2 files changed, 97 insertions, 4 deletions
diff --git a/kafka/consumer/simple.py b/kafka/consumer/simple.py
index 000fcd9..4c835fe 100644
--- a/kafka/consumer/simple.py
+++ b/kafka/consumer/simple.py
@@ -8,6 +8,7 @@ import logging
 import time
 
 import six
+import sys
 
 try:
     from Queue import Empty, Queue
@@ -16,7 +17,9 @@ except ImportError:  # python 2
 
 from kafka.common import (
     FetchRequest, OffsetRequest,
-    ConsumerFetchSizeTooSmall, ConsumerNoMoreData
+    ConsumerFetchSizeTooSmall, ConsumerNoMoreData,
+    UnknownTopicOrPartitionError, NotLeaderForPartitionError,
+    OffsetOutOfRangeError, check_error
 )
 from .base import (
     Consumer,
@@ -94,6 +97,10 @@ class SimpleConsumer(Consumer):
              message in the iterator before exiting. None means no
              timeout, so it will wait forever.
 
+        auto_offset_reset: default largest. Reset partition offsets upon
+             OffsetOutOfRangeError. Valid values are largest and smallest.

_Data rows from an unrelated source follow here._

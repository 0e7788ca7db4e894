//! Resolving a BLAST `-outfmt` specification into column names.

use std::fmt;

use crate::errors::*;
use crate::field::*;
use crate::parse_utils::*;

/// Shorthand token for the 12 standard tabular fields.
pub const STD_TOKEN: &str = "std";

/// Tokens containing this are output format version markers and carry no column.
pub const VERSION_MARKER: &str = "6";

/// The ordered columns of a tabular hit table.
#[derive(Debug, Clone, PartialEq, Eq)]
pub struct OutFmt {
    fields: Vec<Field>,
}

impl OutFmt {
    /// Resolve a format specification such as `"6 std"` or `"6 qseqid sseqid evalue"`.
    ///
    /// `std` expands to [`STD_FIELDS`] in place, and every token containing
    /// [`VERSION_MARKER`] is dropped. The remaining tokens keep their order.
    pub fn parse(spec: impl AsRef<str>) -> Result<Self> {
        let raw = spec.as_ref();
        let spec = strip_quotes(raw);
        let mut fields = Vec::new();

        for token in spec.split_ascii_whitespace() {
            if token == STD_TOKEN {
                fields.extend_from_slice(&STD_FIELDS);
                continue;
            }

            if token.contains(VERSION_MARKER) {
                continue;
            }

            let name = check_valid_name(token).ok_or_else(|| Error::InvalidField {
                string: token.to_owned(),
                context: raw.to_owned(),
            })?;
            fields.push(Field::from_token(name));
        }

        Ok(Self { fields })
    }

    pub fn fields(&self) -> &[Field] {
        &self.fields
    }

    pub fn len(&self) -> usize {
        self.fields.len()
    }

    pub fn is_empty(&self) -> bool {
        self.fields.is_empty()
    }

    pub fn position(&self, field: &Field) -> Option<usize> {
        self.fields.iter().position(|f| f == field)
    }

    pub fn names(&self) -> impl Iterator<Item = &str> {
        self.fields.iter().map(|f| f.as_str())
    }
}

impl fmt::Display for OutFmt {
    fn fmt(&self, f: &mut fmt::Formatter<'_>) -> fmt::Result {
        for (i, field) in self.fields.iter().enumerate() {
            if i > 0 {
                f.write_str(" ")?;
            }
            write!(f, "{field}")?;
        }
        Ok(())
    }
}
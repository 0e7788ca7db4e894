pub fn trim_ascii_whitespace(b: &[u8]) -> Option<&[u8]> {
    let start = b.iter().position(|&c| !c.is_ascii_whitespace())?;
    let end = b.iter().rposition(|&c| !c.is_ascii_whitespace())?;
    Some(&b[start..=end])
}

pub fn check_valid_name(s: &str) -> Option<&str> {
    if s.is_empty() {
        return None;
    }

    for &c in s.as_bytes() {
        match c {
            b'a'..=b'z' | b'A'..=b'Z' | b'0'..=b'9' | b'_' => (),
            _ => return None,
        }
    }

    Some(s)
}

/// The identifier of a sequence record: its header up to the first whitespace.
pub fn record_id(name: &[u8]) -> &[u8] {
    let name = trim_ascii_whitespace(name).unwrap_or(&[]);
    match name.iter().position(|c| c.is_ascii_whitespace()) {
        Some(end) => &name[..end],
        None => name,
    }
}

/// Strip one layer of matching quotes around the whole string.
pub fn strip_quotes(s: &str) -> &str {
    let s = s.trim();
    for q in ['\'', '"'] {
        if let Some(inner) = s.strip_prefix(q).and_then(|r| r.strip_suffix(q)) {
            return inner;
        }
    }
    s
}

#[cfg(test)]
mod tests {
    use super::*;

    #[test]
    fn record_id_stops_at_whitespace() {
        assert_eq!(record_id(b"seq1 some description"), b"seq1");
        assert_eq!(record_id(b"seq2\tother"), b"seq2");
        assert_eq!(record_id(b"seq3"), b"seq3");
        assert_eq!(record_id(b"  "), b"");
    }

    #[test]
    fn valid_names() {
        assert_eq!(check_valid_name("qseqid"), Some("qseqid"));
        assert_eq!(check_valid_name("my_col2"), Some("my_col2"));
        assert_eq!(check_valid_name("bad-name"), None);
        assert_eq!(check_valid_name(""), None);
    }

    #[test]
    fn quotes_are_stripped_once() {
        assert_eq!(strip_quotes("'6 std'"), "6 std");
        assert_eq!(strip_quotes("\"6 qseqid\""), "6 qseqid");
        assert_eq!(strip_quotes("6 std"), "6 std");
        assert_eq!(strip_quotes("'6 std"), "'6 std");
    }
}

+             Otherwise, do not reset the offsets and raise OffsetOutOfRangeError.
+
     Auto commit details:
     If both auto_commit_every_n and auto_commit_every_t are set, they will
     reset one another when one is triggered. These triggers simply call the
@@ -106,7 +113,8 @@ class SimpleConsumer(Consumer):
                  fetch_size_bytes=FETCH_MIN_BYTES,
                  buffer_size=FETCH_BUFFER_SIZE_BYTES,
                  max_buffer_size=MAX_FETCH_BUFFER_SIZE_BYTES,
-                 iter_timeout=None):
+                 iter_timeout=None,
+                 auto_offset_reset='largest'):
         super(SimpleConsumer, self).__init__(
             client, group, topic,
             partitions=partitions,
@@ -125,12 +133,38 @@ class SimpleConsumer(Consumer):
         self.fetch_min_bytes = fetch_size_bytes
         self.fetch_offsets = self.offsets.copy()
         self.iter_timeout = iter_timeout
+        self.auto_offset_reset = auto_offset_reset
         self.queue = Queue()
 
     def __repr__(self):
         return '<SimpleConsumer group=%s, topic=%s, partitions=%s>' % \
             (self.group, self.topic, str(self.offsets.keys()))
 
+    def reset_partition_offset(self, partition):
+        LATEST = -1
+        EARLIEST = -2
+        if self.auto_offset_reset == 'largest':
+            reqs = [OffsetRequest(self.topic, partition, LATEST, 1)]
+        elif self.auto_offset_reset == 'smallest':
+            reqs = [OffsetRequest(self.topic, partition, EARLIEST, 1)]
+        else:
+            # Let's raise an reasonable exception type if user calls
+            # outside of an exception context
+            if sys.exc_info() == (None, None, None):
+                raise OffsetOutOfRangeError('Cannot reset partition offsets without a '
+                                            'valid auto_offset_reset setting '
+                                            '(largest|smallest)')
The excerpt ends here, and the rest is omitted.